We can now modify the rest of the methods in a similar way. Resulting in this semi-final* class:


class Value:
    pass

class Value:

    def __init__(self, value = 0, op = "", children = ()) -> Value:
        self.value = value
        self.op = op
        self.children = set(children)

    def __add__(self, other) -> Value:
        other = other if isinstance(other, Value) else Value(other)
        out = Value(self.value + other.value, "+", (self,other))
        return out

    def __mul__(self, other) -> Value:
        other = other if isinstance(other, Value) else Value(other)
        out = Value(self.value * other.value, "*", (self,other))
        return out

    def __pow__(self, other) -> Value:
        assert isinstance(other, (float, int))
        out = Value(self.value ** other, "exp {}".format(other), (self, ))
        return out

    def __truediv__(self, other) -> Value:
        other = other if isinstance(other, Value) else Value(other)
        out = Value(self.value / other.value, "/", (self, other))
        return out

    def __sub__(self, other) -> Value:
        return self + (-other)

    def __neg__(self) -> Value:
        return self * -1

    def __repr__(self) -> str:
        return "Value({})".format(self.value)    

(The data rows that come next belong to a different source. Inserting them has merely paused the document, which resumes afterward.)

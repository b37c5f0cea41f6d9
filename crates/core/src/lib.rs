//! Bramble Core - Shared types library.
//!
//! This crate provides common types used across all Bramble components:
//! - `client` - Storefront client library (remote services, persistence, sync)
//! - `cli` - Command-line shell over the client library
//!
//! # Architecture
//!
//! The core crate contains only types - no I/O, no filesystem access,
//! no HTTP clients. This keeps it lightweight and allows it to be used anywhere.
//!
//! # Modules
//!
//! - [`types`] - Newtype wrappers for type-safe IDs, slots, quantities, and credentials

#![cfg_attr(not(test), forbid(unsafe_code))]

pub mod types;

pub use types::*;
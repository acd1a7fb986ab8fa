//! Station Rush Back entrypoint: REST surface, idle watchdog and run store wiring.

use std::{env, net::SocketAddr, sync::Arc};

use anyhow::Context;
use axum::Router;
use station_rush_back::{
    config::AppConfig,
    dao::run_store::MemoryRunStore,
    routes,
    state::{AppState, SharedState},
};
use tokio::net::TcpListener;
use tower_http::{cors::CorsLayer, trace::TraceLayer};
use tracing::{info, warn};
use tracing_subscriber::{layer::SubscriberExt, util::SubscriberInitExt};

#[tokio::main]
async fn main() -> anyhow::Result<()> {
    init_tracing();

    let config = AppConfig::load();
    if config.admin_token.is_none() {
        warn!("no admin token configured; admin routes are open");
    }

    let app_state = AppState::new(config);
    app_state.idle().start();

    install_run_store(&app_state).await;

    // Build the HTTP router once the shared state is ready.
    let app = build_router(app_state.clone());

    let port = env::var("PORT")
        .or_else(|_| env::var("SERVER_PORT"))
        .ok()
        .and_then(|value| value.parse::<u16>().ok())
        .unwrap_or(8080);

    let addr = SocketAddr::from(([0, 0, 0, 0], port));
    info!(%addr, "starting server");

    let listener = TcpListener::bind(addr).await.context("binding server")?;
    let service = app.into_make_service();
    axum::serve(listener, service)
        .with_graceful_shutdown(shutdown_signal())
        .await
        .context("serving axum")?;

    app_state.idle().cancel();
    Ok(())
}

/// Use MongoDB when `MONGO_URI` is set, otherwise keep runs in memory.
#[cfg(feature = "mongo-store")]
async fn install_run_store(state: &SharedState) {
    use station_rush_back::{
        dao::{
            run_store::{
                RunStore,
                mongodb::{MongoConfig, MongoRunStore},
            },
            storage::StorageError,
        },
        services::storage_supervisor,
    };

    if env::var_os("MONGO_URI").is_none() {
        use_memory_store(state).await;
        return;
    }

    info!("MONGO_URI set; supervising MongoDB run store");
    tokio::spawn(storage_supervisor::run(state.clone(), || async {
        let config = MongoConfig::from_env().await.map_err(StorageError::from)?;
        let store = MongoRunStore::connect(config)
            .await
            .map_err(StorageError::from)?;
        Ok(Arc::new(store) as Arc<dyn RunStore>)
    }));
}

#[cfg(not(feature = "mongo-store"))]
async fn install_run_store(state: &SharedState) {
    use_memory_store(state).await;
}

async fn use_memory_store(state: &SharedState) {
    info!("using in-memory run store; runs are lost on restart");
    state.set_run_store(Arc::new(MemoryRunStore::new())).await;
}

/// Build the top-level router and attach cross-cutting middleware layers.
fn build_router(state: SharedState) -> Router<()> {
    routes::router(state)
        .layer(CorsLayer::permissive())
        .layer(TraceLayer::new_for_http())
}

/// Configure tracing subscribers so logs include spans by default.
fn init_tracing() {
    let env_filter = tracing_subscriber::EnvFilter::try_from_default_env()
        .unwrap_or_else(|_| "info,tower_http=debug".into());
    tracing_subscriber::registry()
        .with(env_filter)
        .with(tracing_subscriber::fmt::layer())
        .init();
}

/// Wait for Ctrl+C or SIGTERM and shut the server down gracefully.
async fn shutdown_signal() {
    #[cfg(unix)]
    {
        use tokio::signal::unix::{SignalKind, signal};

        match signal(SignalKind::terminate()) {
            Ok(mut term) => {
                tokio::select! {
                    _ = tokio::signal::ctrl_c() => {},
                    _ = term.recv() => {},
                }
            }
            Err(err) => {
                warn!(error = %err, "failed to install SIGTERM handler; waiting for Ctrl+C only");
                let _ = tokio::signal::ctrl_c().await;
            }
        }
    }

    #[cfg(not(unix))]
    {
        let _ = tokio::signal::ctrl_c().await;
    }
}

    def __radd__(self, other) -> Value:
        return self + other

    def __rmul__(self, other) -> Value:
        return self * other

    def __rsub__(self, other) -> Value:
        return other + (-self)

    def __rtruediv__(self, other) -> Value:
        return Value(other) / self


Conclusion

So far we have created a Value object that can store numbers and conduct some arithmetic operations. It can also store its children, which are the operands of each operation. In the next post we will be implementing a graphing solution so we can better visualize these children-parent relationships.

We will also be modifying our Value object with gradient descent and ReLU in the next section. Transforming this from a simple numbers library, into something a neural network might be able to use.